A phalanx of women in red robes and white caps — a representation of Margaret Atwood’s dystopian “A Handmaid’s Tale” — has become one of the defining and most potent images of the weeks of mass protests against Benyamin Netanyahu’s right-wing government in Israel.
The protests in Tel Aviv and other Israeli cities oppose Prime Minister Netanyahu’s plans to lessen the power of the Israeli Supreme Court in favor of elected officials.
Critics fear that this will degrade Israel’s liberal democracy. Moran Zer Katzenstein, the founder of the women’s rights advocacy group Bonot Alternativa leading the Handmaid’s protest, told AP, “This display is a representation of the things that we fear.”
—Ashok Swain (@ashoswai) March 17, 2023
She said, “Women are going to be the first to be harmed.”
“The Handmaid’s Tale” has a disturbing message of extreme patriarchy enslaving women and their bodies to produce children for a male elite, and it resonates with the Israeli protesters.
Ultra-Orthodox parties, key elements in the most right-wing government in Israel’s history, ban female involvement. Other members of Netanyahu’s coalition have discussed segregating men and women in the military and have anti-LBGTQ stances, reproted AP.
“We don’t think that we’ll wake up and realize that we live in Gilead, but we fear that it will be something evolving. First here and then there and another one and another one,” Zer Katzenstein told AP.
“Our message is that we are drawing a red line, and we will not let this happen, not even a bit,” she said.

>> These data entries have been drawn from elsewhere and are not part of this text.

//! Deployment pipeline
//!
//! Sequences every service through generate → build → tag → push →
//! declare, then hands the rendered declarations to terraform: plan is
//! always shown, apply only runs outside dry-run mode. Fail-fast: the
//! first error aborts the run and leaves whatever was already pushed or
//! written in place.

use crate::services::{self, ImageSource, Service};
use colored::Colorize;
use convoy_cloud::Terraform;
use convoy_container::{DockerCli, Image};
use convoy_core::{Config, template};
use serde::Serialize;
use std::path::Path;
use tera::Context;

/// Registry host the stack pushes to.
const REGISTRY_HOST: &str = "cr.yandex";

/// What the pipeline did for one service.
#[derive(Debug, Clone, Serialize)]
pub struct ServiceReport {
    pub name: String,
    pub image_tag: String,
    pub pushed: bool,
}

/// Run the full pipeline over all services, then terraform.
pub async fn run(root: &Path, config: &Config) -> anyhow::Result<()> {
    let docker = DockerCli::new();

    let mut reports = Vec::new();
    for service in Service::DEPLOY_ORDER {
        tracing::info!("Building service {}", service.name());
        println!("{}", format!("Deploying {}...", service.name()).green().bold());
        reports.push(build_service(root, config, &docker, service).await?);
    }

    let terraform = Terraform::new(root.join(services::TERRAFORM_DIR), config.tool_env());
    println!("{}", terraform.plan().await?);

    if config.dry_run {
        tracing::info!("Skipped terraform apply");
        println!("{}", "Dry run: skipped terraform apply".yellow());
    } else {
        terraform.apply().await?;
    }

    print_summary(&reports);
    Ok(())
}

/// One service's pass through the pipeline: configs, image, tag,
/// push-or-skip, declaration.
async fn build_service(
    root: &Path,
    config: &Config,
    docker: &DockerCli,
    service: Service,
) -> anyhow::Result<ServiceReport> {
    service.generate_configs(root, config)?;

    let mut image = match service.image_source() {
        ImageSource::Build(dir) => docker.build(&root.join(dir)).await?,
        ImageSource::Prebuilt(reference) => Image::prebuilt(reference),
    };

    docker.tag(&mut image, registry_tag(config, service)).await?;

    let pushed = if config.dry_run {
        tracing::info!("Skipped image uploading");
        println!("  {} push skipped (dry run)", "→".yellow());
        false
    } else {
        docker.push(&image).await?;
        true
    };

    write_declaration(root, service, &image)?;

    Ok(ServiceReport {
        name: service.name().to_string(),
        image_tag: image.tag().to_string(),
        pushed,
    })
}

/// The tag a service's image is pushed and declared under.
fn registry_tag(config: &Config, service: Service) -> String {
    format!(
        "{}/{}/{}:latest",
        REGISTRY_HOST,
        config.registry,
        service.name()
    )
}

/// Render the service's infrastructure declaration next to the terraform
/// sources.
fn write_declaration(root: &Path, service: Service, image: &Image) -> convoy_core::Result<()> {
    let mut ctx = Context::new();
    ctx.insert("image", image.tag());
    ctx.insert("env", &service.environment());
    template::render_to_file(
        &root.join(services::DECLARATION_TEMPLATE),
        &services::declaration_path(root, service),
        &ctx,
    )
}

fn print_summary(reports: &[ServiceReport]) {
    println!();
    println!("{}", "Summary:".bold());
    for report in reports {
        let status = if report.pushed {
            "pushed".green()
        } else {
            "push skipped".yellow()
        };
        println!(
            "  {} {}: {} ({})",
            "✓".green(),
            report.name,
            report.image_tag.cyan(),
            status
        );
    }
}

#[cfg(test)]
mod tests {
    use super::*;

    #[test]
    fn test_registry_tag_format() {
        let config = Config {
            cloud_id: "cloud-1".to_string(),
            folder_id: "folder-1".to_string(),
            token: "secret".to_string(),
            registry: "registry-1".to_string(),
            replication: 1,
            dry_run: false,
        };

        assert_eq!(
            registry_tag(&config, Service::ReverseProxy),
            "cr.yandex/registry-1/nginx:latest"
        );
        assert_eq!(
            registry_tag(&config, Service::Application),
            "cr.yandex/registry-1/healthcheck:latest"
        );
    }
}
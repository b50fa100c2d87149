//! docker CLI wrapper
//!
//! Wraps the docker CLI commands the pipeline needs. Builds run in quiet
//! mode so stdout carries nothing but the image id.

use crate::error::{ContainerError, Result};
use crate::image::Image;
use convoy_core::process;
use std::path::Path;

/// docker CLI wrapper
pub struct DockerCli {
    program: String,
}

impl DockerCli {
    pub fn new() -> Self {
        Self {
            program: "docker".to_string(),
        }
    }

    /// Use a different executable in place of `docker` (tests).
    pub fn with_program(program: impl Into<String>) -> Self {
        Self {
            program: program.into(),
        }
    }

    /// Build an image from a context directory and return a handle to it.
    /// The id is whatever the tool prints, trimmed of whitespace.
    pub async fn build(&self, context: &Path) -> Result<Image> {
        tracing::info!("Building image from directory {}", context.display());

        let context_arg = context.display().to_string();
        let stdout = process::run(&self.program, &["build", "-q", &context_arg], None, &[]).await?;
        let id = stdout.trim().to_string();

        tracing::info!("Done building image {}", id);
        Ok(Image::new(id))
    }

    /// Apply a registry tag to an image. The tag is assigned at most once;
    /// re-tagging is rejected.
    pub async fn tag(&self, image: &mut Image, tag: impl Into<String>) -> Result<()> {
        let tag = tag.into();
        if image.is_tagged() {
            return Err(ContainerError::AlreadyTagged {
                id: image.id().to_string(),
                tag: image.tag().to_string(),
            });
        }

        tracing::info!("Tagging image {} with tag {}", image.id(), tag);
        process::run(&self.program, &["tag", image.id(), &tag], None, &[]).await?;
        image.set_tag(tag);
        Ok(())
    }

    /// Push an image under its tag.
    ///
    /// # Panics
    ///
    /// Panics if the image has never been tagged.
    pub async fn push(&self, image: &Image) -> Result<()> {
        let tag = image.tag();
        tracing::info!("Pushing image {}", tag);
        process::run(&self.program, &["push", tag], None, &[]).await?;
        Ok(())
    }
}

impl Default for DockerCli {
    fn default() -> Self {
        Self::new()
    }
}

#[cfg(test)]
mod tests {
    use super::*;
    use std::os::unix::fs::PermissionsExt;

    /// Drop a fake docker executable into a temp dir.
    fn stub_docker(dir: &tempfile::TempDir, body: &str) -> String {
        let path = dir.path().join("docker");
        std::fs::write(&path, format!("#!/bin/sh\n{body}\n")).unwrap();
        std::fs::set_permissions(&path, std::fs::Permissions::from_mode(0o755)).unwrap();
        path.display().to_string()
    }

    #[tokio::test]
    async fn test_build_trims_printed_id() {
        let dir = tempfile::tempdir().unwrap();
        let docker = DockerCli::with_program(stub_docker(&dir, "echo '  sha256:abcdef  '"));

        let image = docker.build(Path::new(".")).await.unwrap();
        assert_eq!(image.id(), "sha256:abcdef");
        assert!(!image.is_tagged());
    }

    #[tokio::test]
    async fn test_build_failure_carries_code_and_stderr() {
        let dir = tempfile::tempdir().unwrap();
        let docker = DockerCli::with_program(stub_docker(&dir, "echo boom >&2; exit 1"));

        let err = docker.build(Path::new(".")).await.unwrap_err();
        match err {
            ContainerError::Core(convoy_core::ConvoyError::CommandFailed { code, stderr }) => {
                assert_eq!(code, 1);
                assert_eq!(stderr, "boom\n");
            }
            other => panic!("expected CommandFailed, got {:?}", other),
        }
    }

    #[tokio::test]
    async fn test_tag_is_single_assignment() {
        let docker = DockerCli::with_program("true");
        let mut image = Image::prebuilt("postgres:13");

        docker
            .tag(&mut image, "cr.yandex/reg/postgres:latest")
            .await
            .unwrap();
        assert_eq!(image.tag(), "cr.yandex/reg/postgres:latest");

        let err = docker
            .tag(&mut image, "cr.yandex/reg/postgres:other")
            .await
            .unwrap_err();
        assert!(matches!(err, ContainerError::AlreadyTagged { .. }));
        // the first tag survives
        assert_eq!(image.tag(), "cr.yandex/reg/postgres:latest");
    }

    #[tokio::test]
    async fn test_failed_tag_leaves_image_untagged() {
        let docker = DockerCli::with_program("false");
        let mut image = Image::prebuilt("postgres:13");

        let err = docker
            .tag(&mut image, "cr.yandex/reg/postgres:latest")
            .await
            .unwrap_err();
        assert!(matches!(
            err,
            ContainerError::Core(convoy_core::ConvoyError::CommandFailed { .. })
        ));
        assert!(!image.is_tagged());
    }

    #[tokio::test]
    #[should_panic(expected = "image must be tagged first")]
    async fn test_push_untagged_is_a_programmer_error() {
        let docker = DockerCli::with_program("true");
        let image = Image::prebuilt("postgres:13");
        let _ = docker.push(&image).await;
    }
}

The potent symbolism of the “Handmaid” costume, popularized by the hit series on Hulu starring Elizabeth Moss, has been adopted by women protesters in Iran, the US, and Poland. But in Israel, it has become the mainstay of the protests that have brought thousands out onto the streets, and now in its eleventh week is showing no sign of abating.
About 1,000 women wore the distinctive red robes and bonnets at a recent Tel Aviv rally, reported AP, and the eye-catching “Handmaids” have even caught the attention of Atwood, who has retweeted posts about the women.

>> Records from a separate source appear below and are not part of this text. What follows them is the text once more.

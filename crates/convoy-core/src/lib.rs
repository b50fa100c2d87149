//! Convoy core functionality
//!
//! The pieces every other convoy crate builds on: the configuration
//! contract, external command execution, template rendering, and the
//! shared error type.

pub mod config;
pub mod error;
pub mod process;
pub mod template;

pub use config::{Config, ParamKind, ParamSpec, PARAMS};
pub use error::{ConvoyError, Result};
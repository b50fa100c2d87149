use thiserror::Error;

#[derive(Error, Debug)]
pub enum ContainerError {
    #[error(transparent)]
    Core(#[from] convoy_core::ConvoyError),

    #[error("image {id} is already tagged as {tag}")]
    AlreadyTagged { id: String, tag: String },
}

pub type Result<T> = std::result::Result<T, ContainerError>;
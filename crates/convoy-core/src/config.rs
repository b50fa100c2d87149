//! Deployment configuration
//!
//! Gathers the deployment parameters from the environment, prompting
//! interactively for anything missing, and coerces each raw value per the
//! parameter table below. Resolution happens exactly once at startup; the
//! resulting [`Config`] is read-only for the rest of the run.

use crate::error::{ConvoyError, Result};
use std::io::{self, Write};

/// Target type a parameter's raw value is coerced to.
#[derive(Debug, Clone, Copy, PartialEq, Eq)]
pub enum ParamKind {
    String,
    Integer,
    Boolean,
}

impl ParamKind {
    /// Name used in coercion-failure messages.
    pub fn label(&self) -> &'static str {
        match self {
            ParamKind::String => "string",
            ParamKind::Integer => "integer",
            ParamKind::Boolean => "boolean",
        }
    }
}

/// One required parameter: environment key, help text shown in the
/// interactive prompt, and the declared target type.
#[derive(Debug, Clone, Copy)]
pub struct ParamSpec {
    pub env: &'static str,
    pub help: &'static str,
    pub kind: ParamKind,
}

/// The fixed parameter table. Resolution and prompting follow this order.
pub const PARAMS: [ParamSpec; 6] = [
    ParamSpec {
        env: "YC_CLOUD_ID",
        help: "Id of the cloud",
        kind: ParamKind::String,
    },
    ParamSpec {
        env: "YC_FOLDER_ID",
        help: "Id of the folder",
        kind: ParamKind::String,
    },
    ParamSpec {
        env: "YC_TOKEN",
        help: "OAUTH token",
        kind: ParamKind::String,
    },
    ParamSpec {
        env: "YC_CR",
        help: "Container registry name",
        kind: ParamKind::String,
    },
    ParamSpec {
        env: "NUM_BACKENDS",
        help: "Number of healthcheck instances",
        kind: ParamKind::Integer,
    },
    ParamSpec {
        env: "DRY_RUN",
        help: "Do not apply changes",
        kind: ParamKind::Boolean,
    },
];

/// Derived variable the infrastructure templates expect.
const TF_REPLICATION_VAR: &str = "TF_VAR_replication";

/// Resolved deployment configuration.
#[derive(Debug, Clone)]
pub struct Config {
    pub cloud_id: String,
    pub folder_id: String,
    pub token: String,
    pub registry: String,
    pub replication: u32,
    pub dry_run: bool,
}

impl Config {
    /// Resolve every parameter, reading missing ones from stdin.
    pub fn load() -> Result<Self> {
        Self::load_with(prompt_stdin)
    }

    /// Resolve with a custom prompt function. The prompt is only invoked
    /// for parameters whose environment variable is unset.
    pub fn load_with(mut prompt: impl FnMut(&ParamSpec) -> io::Result<String>) -> Result<Self> {
        let [cloud, folder, token, registry, replication, dry_run] = &PARAMS;
        Ok(Self {
            cloud_id: resolve(cloud, &mut prompt)?,
            folder_id: resolve(folder, &mut prompt)?,
            token: resolve(token, &mut prompt)?,
            registry: resolve(registry, &mut prompt)?,
            replication: parse_integer(replication, &resolve(replication, &mut prompt)?)?,
            dry_run: parse_boolean(dry_run, &resolve(dry_run, &mut prompt)?)?,
        })
    }

    /// Serialize the configuration into the environment the provisioning
    /// tool inherits: every parameter under its own key, stringified, plus
    /// the derived replication variable.
    pub fn tool_env(&self) -> Vec<(String, String)> {
        let [cloud, folder, token, registry, replication, dry_run] = &PARAMS;
        vec![
            (cloud.env.to_string(), self.cloud_id.clone()),
            (folder.env.to_string(), self.folder_id.clone()),
            (token.env.to_string(), self.token.clone()),
            (registry.env.to_string(), self.registry.clone()),
            (replication.env.to_string(), self.replication.to_string()),
            (dry_run.env.to_string(), self.dry_run.to_string()),
            (TF_REPLICATION_VAR.to_string(), self.replication.to_string()),
        ]
    }
}

/// Read one parameter: the named environment variable if present, else one
/// line from the prompt.
fn resolve(
    spec: &ParamSpec,
    prompt: &mut impl FnMut(&ParamSpec) -> io::Result<String>,
) -> Result<String> {
    match std::env::var(spec.env) {
        Ok(value) => Ok(value),
        Err(_) => prompt(spec).map_err(|e| ConvoyError::Prompt {
            key: spec.env.to_string(),
            source: e,
        }),
    }
}

/// Default interactive prompt: one line from stdin.
fn prompt_stdin(spec: &ParamSpec) -> io::Result<String> {
    print!("Enter value for ${} ({}): ", spec.env, spec.help);
    io::stdout().flush()?;
    let mut line = String::new();
    io::stdin().read_line(&mut line)?;
    Ok(line.trim_end_matches(['\r', '\n']).to_string())
}

pub fn parse_integer(spec: &ParamSpec, raw: &str) -> Result<u32> {
    raw.trim()
        .parse()
        .map_err(|_| ConvoyError::InvalidParameter {
            key: spec.env.to_string(),
            expected: spec.kind.label(),
            value: raw.to_string(),
        })
}

/// Boolean coercion. The empty string counts as false so an operator can
/// export `DRY_RUN=` to clear the flag.
pub fn parse_boolean(spec: &ParamSpec, raw: &str) -> Result<bool> {
    match raw.trim().to_ascii_lowercase().as_str() {
        "1" | "true" | "yes" | "on" => Ok(true),
        "" | "0" | "false" | "no" | "off" => Ok(false),
        _ => Err(ConvoyError::InvalidParameter {
            key: spec.env.to_string(),
            expected: spec.kind.label(),
            value: raw.to_string(),
        }),
    }
}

People around the world are also voicing concerns about Netanyahu’s plans.
Sheila Katz, the CEO of The National Council of Jewish Women, based in Washington DC, has said the proposed reforms “threaten the dignity, equity, and justice of everyone in the region.”

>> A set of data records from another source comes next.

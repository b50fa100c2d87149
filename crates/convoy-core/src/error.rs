use std::path::PathBuf;
use thiserror::Error;

#[derive(Error, Debug)]
pub enum ConvoyError {
    #[error("command exited with code {code}\nstderr: {stderr}")]
    CommandFailed { code: i32, stderr: String },

    #[error("failed to launch '{command}': {source}")]
    CommandSpawn {
        command: String,
        source: std::io::Error,
    },

    #[error("invalid value for ${key}: expected {expected}, got '{value}'")]
    InvalidParameter {
        key: String,
        expected: &'static str,
        value: String,
    },

    #[error("could not read input for ${key}: {source}")]
    Prompt {
        key: String,
        source: std::io::Error,
    },

    #[error("template error: {file}\nreason: {message}")]
    Template { file: PathBuf, message: String },

    #[error("I/O error: {path}\nreason: {message}")]
    Io { path: PathBuf, message: String },
}

pub type Result<T> = std::result::Result<T, ConvoyError>;
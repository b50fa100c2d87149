//! Template rendering
//!
//! One-shot tera rendering: every call re-reads the template from disk and
//! renders it against the given context. Nothing is cached, so edits to a
//! template between runs always take effect.

use crate::error::{ConvoyError, Result};
use std::path::Path;
use tera::{Context, Tera};

/// Read a template file and render it against the context.
pub fn render_file(path: &Path, context: &Context) -> Result<String> {
    let content = std::fs::read_to_string(path).map_err(|e| ConvoyError::Io {
        path: path.to_path_buf(),
        message: e.to_string(),
    })?;

    Tera::one_off(&content, context, false).map_err(|e| ConvoyError::Template {
        file: path.to_path_buf(),
        message: render_error_detail(&e),
    })
}

/// Render a template file and write the result, overwriting any previous
/// output.
pub fn render_to_file(src: &Path, dst: &Path, context: &Context) -> Result<()> {
    let rendered = render_file(src, context)?;
    std::fs::write(dst, rendered).map_err(|e| ConvoyError::Io {
        path: dst.to_path_buf(),
        message: e.to_string(),
    })
}

/// Collect the tera error chain into one line. Tera tends to bury the
/// useful part (the undefined variable, the bad filter) in `source()`.
fn render_error_detail(e: &tera::Error) -> String {
    use std::error::Error;

    let mut details = vec![e.to_string()];
    let mut source = e.source();
    while let Some(err) = source {
        details.push(err.to_string());
        source = err.source();
    }

    details.join(" | ")
}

Katz added, “The Israeli Supreme Court plays a major role in upholding the fundamental rights of all Israelis and has a long history of blocking legislation that conflicts with the Basic Laws of Israel.”
Senator Dick Durbin, the chairman of the Senate Judiciary Committee, expressed concerns that Netanyahu is “dangerously putting his own narrow political and legal interests — and those of the troubling extremists in his coalition — ahead of the long-term interests and needs of Israel’s democracy,” according to Israeli news site Haaretz.
President Biden has also expressed the importance of upholding democracy, Telling the New York Times, “The genius of American democracy and Israeli democracy is that they are both built on strong institutions, checks, and balances, on an independent judiciary.”